Find and copy each line of the records where the string "async" shows up.

[Stored items]
--

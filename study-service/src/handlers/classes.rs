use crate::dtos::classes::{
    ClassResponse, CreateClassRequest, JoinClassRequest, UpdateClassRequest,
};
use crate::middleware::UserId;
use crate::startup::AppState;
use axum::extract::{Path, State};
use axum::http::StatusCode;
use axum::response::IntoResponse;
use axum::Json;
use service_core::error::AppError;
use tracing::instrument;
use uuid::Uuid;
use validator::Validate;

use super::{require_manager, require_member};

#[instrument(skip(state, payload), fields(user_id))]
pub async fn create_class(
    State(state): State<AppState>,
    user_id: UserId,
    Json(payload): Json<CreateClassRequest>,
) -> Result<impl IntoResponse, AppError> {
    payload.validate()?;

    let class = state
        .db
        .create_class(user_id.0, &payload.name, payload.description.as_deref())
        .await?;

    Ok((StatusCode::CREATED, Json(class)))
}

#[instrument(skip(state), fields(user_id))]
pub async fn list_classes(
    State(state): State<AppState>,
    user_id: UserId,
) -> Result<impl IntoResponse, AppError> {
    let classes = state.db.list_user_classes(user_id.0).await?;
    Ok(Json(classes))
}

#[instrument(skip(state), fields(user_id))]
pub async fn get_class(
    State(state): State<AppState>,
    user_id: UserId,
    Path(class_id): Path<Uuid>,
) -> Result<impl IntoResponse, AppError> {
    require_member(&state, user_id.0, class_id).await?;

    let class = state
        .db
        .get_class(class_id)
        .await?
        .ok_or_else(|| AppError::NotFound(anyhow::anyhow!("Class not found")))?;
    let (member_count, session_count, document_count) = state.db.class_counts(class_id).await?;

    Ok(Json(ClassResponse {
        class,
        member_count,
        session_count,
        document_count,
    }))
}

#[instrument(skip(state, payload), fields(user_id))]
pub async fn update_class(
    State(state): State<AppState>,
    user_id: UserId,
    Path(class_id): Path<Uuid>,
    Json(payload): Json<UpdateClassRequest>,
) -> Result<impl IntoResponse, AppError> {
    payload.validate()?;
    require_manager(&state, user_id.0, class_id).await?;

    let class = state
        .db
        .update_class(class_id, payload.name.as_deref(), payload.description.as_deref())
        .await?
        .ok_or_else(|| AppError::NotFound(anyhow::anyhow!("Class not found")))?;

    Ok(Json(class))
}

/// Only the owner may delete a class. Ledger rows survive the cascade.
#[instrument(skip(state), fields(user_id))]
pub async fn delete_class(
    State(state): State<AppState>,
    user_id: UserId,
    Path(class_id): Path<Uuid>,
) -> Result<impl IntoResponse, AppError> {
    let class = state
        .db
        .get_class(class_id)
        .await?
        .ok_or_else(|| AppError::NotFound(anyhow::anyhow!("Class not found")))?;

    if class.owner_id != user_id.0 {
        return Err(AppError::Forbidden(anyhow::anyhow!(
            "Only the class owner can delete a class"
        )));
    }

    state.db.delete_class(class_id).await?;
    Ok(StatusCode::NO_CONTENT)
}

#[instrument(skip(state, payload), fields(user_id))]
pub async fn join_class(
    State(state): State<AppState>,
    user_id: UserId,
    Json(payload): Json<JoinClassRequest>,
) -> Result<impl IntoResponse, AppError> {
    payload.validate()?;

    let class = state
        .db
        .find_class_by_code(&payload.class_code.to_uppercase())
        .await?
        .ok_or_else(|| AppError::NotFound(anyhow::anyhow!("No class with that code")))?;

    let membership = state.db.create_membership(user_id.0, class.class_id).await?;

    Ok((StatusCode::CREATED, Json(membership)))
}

--

• [COMPLETED EXERCISE]:
pub async fn create_class(
pub async fn list_classes(
pub async fn get_class(
pub async fn update_class(
pub async fn delete_class(
pub async fn join_class(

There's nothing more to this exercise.